(Stored items)
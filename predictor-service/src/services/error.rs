use crate::models::session::InsufficientCredits;
use crate::services::providers::ProviderError;
use service_core::error::AppError;
use thiserror::Error;

/// Why a generation attempt produced no questions. Every kind is terminal.
#[derive(Debug, Error)]
pub enum GenerationError {
    #[error("API key not configured. Please add {key} to secrets.")]
    MissingCredential { key: String },

    #[error("API Error: {0}")]
    ApiError(String),

    #[error("{0}")]
    ValidationError(String),

    #[error("No credits left! Please add credits to continue.")]
    InsufficientCredits,
}

impl GenerationError {
    /// Metrics label for the `outcome` dimension.
    pub fn outcome(&self) -> &'static str {
        match self {
            GenerationError::MissingCredential { .. } => "missing_credential",
            GenerationError::ApiError(_) => "api_error",
            GenerationError::ValidationError(_) => "validation_error",
            GenerationError::InsufficientCredits => "insufficient_credits",
        }
    }
}

impl From<InsufficientCredits> for GenerationError {
    fn from(_: InsufficientCredits) -> Self {
        GenerationError::InsufficientCredits
    }
}

impl From<ProviderError> for GenerationError {
    fn from(err: ProviderError) -> Self {
        GenerationError::ApiError(err.to_string())
    }
}

impl From<GenerationError> for AppError {
    fn from(err: GenerationError) -> Self {
        let message = err.to_string();
        match err {
            GenerationError::MissingCredential { .. } => {
                AppError::ConfigError(anyhow::anyhow!(message))
            }
            GenerationError::ApiError(_) => AppError::BadGateway(message),
            GenerationError::ValidationError(_) => {
                AppError::UnprocessableEntity(anyhow::anyhow!(message))
            }
            GenerationError::InsufficientCredits => AppError::PaymentRequired(message),
        }
    }
}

(ABOUT THIS TASK): The required answer is the complete data, repeated exactly.

(EXERCISE ANSWER):
filename predictor-service/src/services/error.rs
use crate::models::session::InsufficientCredits;
use crate::services::providers::ProviderError;
use service_core::error::AppError;
use thiserror::Error;

/// Why a generation attempt produced no questions. Every kind is terminal.
#[derive(Debug, Error)]
pub enum GenerationError {
    #[error("API key not configured. Please add {key} to secrets.")]
    MissingCredential { key: String },

    #[error("API Error: {0}")]
    ApiError(String),

    #[error("{0}")]
    ValidationError(String),

    #[error("No credits left! Please add credits to continue.")]
    InsufficientCredits,
}

impl GenerationError {
    /// Metrics label for the `outcome` dimension.
    pub fn outcome(&self) -> &'static str {
        match self {
            GenerationError::MissingCredential { .. } => "missing_credential",
            GenerationError::ApiError(_) => "api_error",
            GenerationError::ValidationError(_) => "validation_error",
            GenerationError::InsufficientCredits => "insufficient_credits",
        }
    }
}

impl From<InsufficientCredits> for GenerationError {
    fn from(_: InsufficientCredits) -> Self {
        GenerationError::InsufficientCredits
    }
}

impl From<ProviderError> for GenerationError {
    fn from(err: ProviderError) -> Self {
        GenerationError::ApiError(err.to_string())
    }
}

impl From<GenerationError> for AppError {
    fn from(err: GenerationError) -> Self {
        let message = err.to_string();
        match err {
            GenerationError::MissingCredential { .. } => {
                AppError::ConfigError(anyhow::anyhow!(message))
            }
            GenerationError::ApiError(_) => AppError::BadGateway(message),
            GenerationError::ValidationError(_) => {
                AppError::UnprocessableEntity(anyhow::anyhow!(message))
            }
            GenerationError::InsufficientCredits => AppError::PaymentRequired(message),
        }
    }
}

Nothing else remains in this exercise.